When I first started playing, I nearly died in the starting room as I explored, unaware a deadly infection was coursing through my characters vein. The zombie trope might be a dime a dozen in the mobile marketplace, Zombie Rogue at least freshens up the formula by having you fight both an internal and external zombie threat.
As a mechanic, it keeps you moving, exploring and looting rooms, but first you have to know what it is and how to combat it. To stay alive, you have to seek out a steady stream of pills to keep death at bay.
But that isn’t the only thing that might end your adventure early. On top of the infection, there’s the actual zombies, robots and the occasional boss. The map, which naturally changes with each death, is divided into narrow corridors and larger open rooms. These rooms offer enemy encounters and items. The corridors are for the most part bare but can become death traps if you leave a trail of the living undead shuffling behind you. Each floor also has an exit, which is your ultimate goal and takes you to the next randomised level. It’s a system that we’ve all seen before, but despite its smooth animation and nice pixel art, the game feels almost patchwork.
An NPC in the starting lab has a striking resemblance to one of the world’s most famous robots, which as far as I could tell, exists for no reason at all. It’s not the only out-of-the-blue reference in the Zombie Rogue, but they all seem so unconnected from the rest of the game you find yourself wondering why they are there at all. Zombie Rogue is far from serious, but it doesn’t seem to have a coherent vein of comedy either, or anything else for that matter. From the very first stages you’ll encounter killer robots alongside the more traditional zombie, holy hand grenades and weaponised eggs. There is no real connecting theme to anything, no matter what way round you look at it.
It doesn’t make a great deal of sense, and maybe that was one of the signs that this game didn’t have the distinctive draw it needed. On paper there was a lot to enjoy, and the pick up and play, short bursts of the game felt perfect for a few idle minutes here and there. But in all honesty, I had to remember to play it sometimes. Without a connecting motif, or anything else, there just isn’t much to bring you in. Even the display feels uninspired, with huge black voids above and below the game map. On my Galaxy S8, it just looked empty.
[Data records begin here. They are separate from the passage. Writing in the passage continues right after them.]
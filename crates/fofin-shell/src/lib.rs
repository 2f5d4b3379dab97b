//! Shell datastructure for structural form finding.
//!
//! A [`Shell`] is a half-edge polygon mesh carrying loads, residual forces,
//! thickness and support conditions on its vertices, force densities and
//! forces on its edges, and strip labels on its faces. Rail queries select
//! families of edges and faces for editing.

pub mod attributes;
mod io;
pub mod settings;
pub mod shell;
mod surface;

pub use attributes::{EdgeAttributes, FaceAttributes, VertexAttributes};
pub use settings::{Rgb, ShellSettings};
pub use shell::Shell;
pub use surface::DEFAULT_SURFACE_DENSITY;
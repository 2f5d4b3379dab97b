//! Half-edge polygon mesh used by the form-finding shell.

pub mod halfedge;

pub use halfedge::*;
//! Rail traversal over quad-dominant polygon meshes.
//!
//! A rail is a maximal combinatorial line through a mesh: a chain of edges
//! running straight through 4-valent vertices ([`continuous_edge_line`]), the
//! family of opposite edges across a strip of quads ([`parallel_edges`]), or
//! the strip of quads itself, anchored at a boundary face ([`face_strip`]).
//!
//! Every walk reads adjacency through [`MeshTopology`] only and never mutates
//! the mesh, so the batch variants in [`batch`] can fan out over a shared
//! mesh with rayon.

pub mod batch;
pub mod rails;

#[cfg(test)]
pub(crate) mod mock;

pub use fofin_core::traits::MeshTopology;
pub use rails::{continuous_edge_line, face_strip, parallel_edges, EdgeRail, FaceRail};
The combat is equally bland. It’s nothing complicated or complex: you just tap the zombie until its dead. Maybe you’ll go into your inventory and equip a weapon or heal, but there isn’t much in the way of tactics. A good proportion of your attacks will miss, making you click twice as much to kill an enemy. The weapons degrade a little too quickly as well and with the randomness of the drops, some runs might feel painfully under-powered. In your inventory you can see the damage your weapons deal in like an old pen and paper RPG, and it adds a nice touch, but the weapons don’t last nearly long enough to grow attached to. Outside of combat the turns are much more relaxed and you don’t have to worry about moving one tile at a time.
Everything you do in is exactly what you would expect from a roguelike. You fight and loot and explore and repeat, but you rarely feel like you’re progressing with each attempt. Skills aren’t needed to play and its just a game of chance if you’ll encounter the necessary tools needed to succeed. Victory and defeat stir no strong emotions in Zombie Rogue, as you never feel like you put any effort in to begin with.
It feels unobtrusive, almost like Zombie Rogue is to scared to demand your attention. The pixel artwork looks well balanced between detailed and simple, but the dingy colour palette feels remarkably unremarkable. Without the captivating appeal of a nice bright colour scheme or attention-grabbing animation, it falls to the soundtrack to hold the players attention beyond the work of the simple repetitive gameplay. Unfortunately, this is not the game nor the genre to use audio in such a way. The music slips just over the side from inoffensive to mildly annoying, and I can’t imagine anyone willingly listening to it as they play.
Zombie Rogue works exactly as designed, so it’s not a ‘bad’ game in that sense. There was never any stutter or meander from what the developers clearly intended. With that however, comes the realisation that there is just nothing here that creates a sense of enjoyment. The references are too surreal and disjointed to create anything meaningful. The combat is efficient but wholly uninteresting. The empty spaces at the sides of the screen scream out for this game to be ignored. In the end, Zombie Rogue is a bland but functional toy for idle hands.